In tackling illegal wildlife trade, WWF’s priorities include closing tiger “farms”, closing ivory markets and improving national ivory action plans and pressuring Vietnam to strengthen regulations on ivory and rhino horn.

When we talk about wildlife trafficking, we just think, ‘Oh, that’s wildlife’. But it’s millions of individuals who can suffer, feel pain and despair

Clues to the most commonly used routes for illegal wildlife and products came in a report called Runway to Extinction, which said they often follow air passenger routes from hub airports near supply markets in the southern hemisphere to airports near demand markets in the northern hemisphere. “This could be a result of large middle classes in North America, Europe and certain Asian countries creating significant demand for live animals and wildlife products sourced from remaining pockets of biodiversity in South America, Africa and Oceania,” it said.

Of the countries that had the most cases of trafficking by air in 2016-18, China came out on top by a long way, with more than three times as many instances as second-placed Vietnam; followed by Thailand, Indonesia, South Africa and Mexico. The United Arab Emirates was seventh, then Malaysia, Kenya and the Democratic Republic of the Congo.

As well as mammals and reptiles, a huge worry for conservationists is the illegal trapping and killing of migrating songbirds. Every autumn hundreds of thousands of dead birds are sold on the black market to restaurants in Cyprus for a dish called ambelopoulia.

The gangs target migrating blackcaps, robins and garden warblers that fly between Europe and Africa, using electronic calls to lure them into nets.
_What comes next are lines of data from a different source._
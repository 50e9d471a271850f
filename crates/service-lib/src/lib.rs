//! Text classification service library
//!
//! This crate provides the core functionality for:
//! - Model inference (argmax label + softmax confidence)
//! - Append-only prediction metrics log and its summary
//! - Low-confidence alerting and retrain triggering
//! - The HTTP API, health checks and observability

pub mod alerting;
pub mod api;
pub mod error;
pub mod health;
pub mod inference;
pub mod metrics_store;
pub mod models;
pub mod observability;
pub mod service;

pub use alerting::{AlertLog, AlertPolicy, LoggingRetrainSignal, RetrainSignal};
pub use error::{Result, ServiceError};
pub use health::{
    ComponentHealth, ComponentStatus, HealthRegistry, HealthResponse, ReadinessResponse,
};
pub use inference::{InferenceGateway, ModelBackend, OnnxClassifier};
pub use metrics_store::{CsvMetricsStore, MetricsStore};
pub use models::*;
pub use observability::{ServiceMetrics, StructuredLogger};
pub use service::ClassificationService;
At a British military base on the island, authorities and conservationists have reduced numbers illegally trapped from around 880,000 in 2016, but even so, last year 117,000 were still killed.

Scarlet macaw populations are declining due to habitat loss and wildlife trafficking
Scarlet macaw populations are declining due to habitat loss and wildlife trafficking (AFP/Getty)

Elsewhere, wildlife poachers have woken up to the possibilities of the internet, and have shifted swathes of commerce online.

An investigation by the International Fund for Animal Welfare (IFAW) in France, Germany, Russia and the UK over just six weeks identified 11,772 protected wildlife specimens offered for sale in 5,381 advertisements and posts on 106 online marketplaces and four social media platforms.

Body parts and taxidermy from cheetahs, leopards, lions and tigers as well as live big cats were being sold online.

“Shockingly, we also found over 150 live primates for sale, as well as rhino horn products, ivory and suspected ivory, and elephant feet, skin and hair products – all available to buy over the internet,” IFAW reported.

Four in five items being sold were live animals, mostly reptiles, demonstrating the popularity of exotic animals as pets. Tortoises and turtles accounted for nearly half of all animals sold. Almost a quarter of the rest were birds.

In the UK, the researchers found large numbers of birds and owls for sale, including African grey parrots. Last year a different investigation revealed how the parrots are captured from the wild and stuffed into crates to be flown abroad; three in four suffocate or die of starvation or disease.

The Coalition to End Wildlife Trafficking Online has worked with tech giants to get listings for endangered and threatened species and their products removed.

The Independent, which is campaigning for tighter restrictions on wildlife trading, has seen estimates of the mind-boggling sums the world’s illegal traffickers and brokers make – but is not publishing them because conservation demands the value of wildlife should not be judged in monetary terms.

The real worth of the world’s living species is a healthy biodiverse planet, with an ecosystem capable of supporting and healing us, not killing us. As Jane Goodall said: “When we talk about wildlife trafficking, we just think, ‘Oh, that’s wildlife’. But it’s millions of individuals who can suffer, feel pain and despair.

“We need to respect the natural world. We can’t go on and on taking natural resources for economic development on a planet with finite natural resources.”